**Task item:**
In the entries that follow, which lines hold the string "without"? List them.

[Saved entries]
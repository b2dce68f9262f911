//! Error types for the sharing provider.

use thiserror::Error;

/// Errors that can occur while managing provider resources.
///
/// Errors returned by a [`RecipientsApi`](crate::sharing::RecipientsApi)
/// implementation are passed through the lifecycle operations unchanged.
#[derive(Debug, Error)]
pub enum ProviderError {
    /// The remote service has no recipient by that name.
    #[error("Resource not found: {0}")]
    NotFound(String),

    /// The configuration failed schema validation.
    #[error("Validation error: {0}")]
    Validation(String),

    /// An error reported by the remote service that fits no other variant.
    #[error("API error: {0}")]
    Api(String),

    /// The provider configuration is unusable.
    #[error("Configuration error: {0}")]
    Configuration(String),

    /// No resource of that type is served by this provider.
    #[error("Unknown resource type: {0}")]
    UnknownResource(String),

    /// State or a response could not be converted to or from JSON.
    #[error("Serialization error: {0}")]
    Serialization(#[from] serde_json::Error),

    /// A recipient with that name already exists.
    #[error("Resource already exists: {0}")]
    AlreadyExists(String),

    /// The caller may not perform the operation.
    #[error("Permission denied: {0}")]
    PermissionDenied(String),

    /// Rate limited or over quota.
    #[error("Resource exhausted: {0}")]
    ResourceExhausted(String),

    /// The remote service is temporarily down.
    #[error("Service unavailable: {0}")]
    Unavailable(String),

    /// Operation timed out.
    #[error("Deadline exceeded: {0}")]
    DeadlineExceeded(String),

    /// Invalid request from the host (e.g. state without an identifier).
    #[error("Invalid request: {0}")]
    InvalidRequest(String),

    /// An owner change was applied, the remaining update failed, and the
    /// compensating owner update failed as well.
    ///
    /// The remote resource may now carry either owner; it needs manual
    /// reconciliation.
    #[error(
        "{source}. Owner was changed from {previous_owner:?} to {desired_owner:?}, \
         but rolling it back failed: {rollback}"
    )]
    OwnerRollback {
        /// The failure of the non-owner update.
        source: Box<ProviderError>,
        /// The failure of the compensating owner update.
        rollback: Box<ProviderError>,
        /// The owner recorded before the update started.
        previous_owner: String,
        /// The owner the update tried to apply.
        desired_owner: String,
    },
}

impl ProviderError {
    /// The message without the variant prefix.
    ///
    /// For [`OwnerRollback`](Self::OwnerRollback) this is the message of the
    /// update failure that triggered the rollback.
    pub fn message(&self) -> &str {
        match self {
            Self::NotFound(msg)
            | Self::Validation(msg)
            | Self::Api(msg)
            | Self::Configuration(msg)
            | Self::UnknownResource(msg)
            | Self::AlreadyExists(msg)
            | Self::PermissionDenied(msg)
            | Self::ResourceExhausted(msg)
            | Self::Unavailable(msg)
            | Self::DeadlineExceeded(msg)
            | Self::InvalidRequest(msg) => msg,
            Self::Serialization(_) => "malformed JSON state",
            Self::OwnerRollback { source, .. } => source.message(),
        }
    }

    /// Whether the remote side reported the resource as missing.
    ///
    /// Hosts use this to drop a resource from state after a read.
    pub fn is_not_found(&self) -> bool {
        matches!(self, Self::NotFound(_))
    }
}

**Task response:**
    /// Invalid request from the host (e.g. state without an identifier).
    /// The message without the variant prefix.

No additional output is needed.